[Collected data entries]
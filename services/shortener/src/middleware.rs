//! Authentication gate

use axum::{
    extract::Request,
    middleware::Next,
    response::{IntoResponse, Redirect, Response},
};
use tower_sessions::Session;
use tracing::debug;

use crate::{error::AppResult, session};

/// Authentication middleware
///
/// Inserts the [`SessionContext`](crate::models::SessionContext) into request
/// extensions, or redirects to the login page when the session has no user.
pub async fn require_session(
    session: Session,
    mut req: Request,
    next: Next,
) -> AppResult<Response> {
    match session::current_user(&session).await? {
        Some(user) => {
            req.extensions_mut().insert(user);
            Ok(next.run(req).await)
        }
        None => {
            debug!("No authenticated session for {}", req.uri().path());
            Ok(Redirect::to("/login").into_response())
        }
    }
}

---

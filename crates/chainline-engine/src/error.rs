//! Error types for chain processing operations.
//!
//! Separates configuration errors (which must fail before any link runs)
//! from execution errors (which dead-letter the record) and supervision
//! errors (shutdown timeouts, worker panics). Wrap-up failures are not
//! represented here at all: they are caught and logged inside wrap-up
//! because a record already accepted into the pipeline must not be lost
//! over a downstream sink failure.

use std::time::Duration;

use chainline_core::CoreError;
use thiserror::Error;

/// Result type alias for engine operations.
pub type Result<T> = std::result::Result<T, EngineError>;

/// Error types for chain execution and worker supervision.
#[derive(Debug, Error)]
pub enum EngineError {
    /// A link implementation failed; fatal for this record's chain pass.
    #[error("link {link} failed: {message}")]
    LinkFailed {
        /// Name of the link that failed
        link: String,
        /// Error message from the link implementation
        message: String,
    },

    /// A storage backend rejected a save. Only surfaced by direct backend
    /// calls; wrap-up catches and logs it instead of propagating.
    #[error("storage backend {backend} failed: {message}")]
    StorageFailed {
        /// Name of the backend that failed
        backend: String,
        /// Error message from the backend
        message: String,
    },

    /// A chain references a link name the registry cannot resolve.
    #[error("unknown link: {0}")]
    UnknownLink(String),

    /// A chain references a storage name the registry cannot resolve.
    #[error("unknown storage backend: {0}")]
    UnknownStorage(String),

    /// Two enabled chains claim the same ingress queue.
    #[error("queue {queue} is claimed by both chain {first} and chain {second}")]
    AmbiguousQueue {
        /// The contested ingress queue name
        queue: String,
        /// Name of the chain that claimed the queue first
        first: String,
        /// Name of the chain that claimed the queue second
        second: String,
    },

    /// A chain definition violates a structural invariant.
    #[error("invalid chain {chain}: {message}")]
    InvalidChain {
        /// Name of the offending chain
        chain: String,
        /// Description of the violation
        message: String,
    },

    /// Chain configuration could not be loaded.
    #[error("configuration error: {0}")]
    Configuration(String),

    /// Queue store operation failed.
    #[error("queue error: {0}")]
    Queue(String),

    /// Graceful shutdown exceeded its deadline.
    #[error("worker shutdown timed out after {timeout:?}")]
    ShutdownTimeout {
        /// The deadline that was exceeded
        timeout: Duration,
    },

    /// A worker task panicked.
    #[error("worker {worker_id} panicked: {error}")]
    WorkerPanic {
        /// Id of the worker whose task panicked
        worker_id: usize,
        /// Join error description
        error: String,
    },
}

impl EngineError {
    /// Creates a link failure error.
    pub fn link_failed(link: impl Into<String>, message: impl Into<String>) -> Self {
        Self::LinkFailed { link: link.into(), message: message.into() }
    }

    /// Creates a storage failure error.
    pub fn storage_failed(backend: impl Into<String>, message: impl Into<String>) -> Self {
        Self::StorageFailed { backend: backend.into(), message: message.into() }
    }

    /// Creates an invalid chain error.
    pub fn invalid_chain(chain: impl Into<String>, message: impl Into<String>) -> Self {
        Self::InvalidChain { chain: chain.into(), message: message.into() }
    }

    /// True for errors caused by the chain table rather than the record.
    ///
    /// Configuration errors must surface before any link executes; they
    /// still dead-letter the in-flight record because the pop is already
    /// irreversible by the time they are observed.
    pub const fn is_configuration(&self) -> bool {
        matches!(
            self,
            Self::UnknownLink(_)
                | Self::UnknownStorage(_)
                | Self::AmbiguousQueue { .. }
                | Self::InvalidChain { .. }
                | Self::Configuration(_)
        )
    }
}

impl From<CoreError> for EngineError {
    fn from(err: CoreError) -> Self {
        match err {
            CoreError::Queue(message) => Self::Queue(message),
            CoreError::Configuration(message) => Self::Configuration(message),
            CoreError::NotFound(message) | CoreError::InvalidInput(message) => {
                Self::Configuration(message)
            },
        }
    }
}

Your objective:
Show each line of the data that contains the string "types".

Result of the task:
//! Error types for chain processing operations.
/// Error types for chain execution and worker supervision.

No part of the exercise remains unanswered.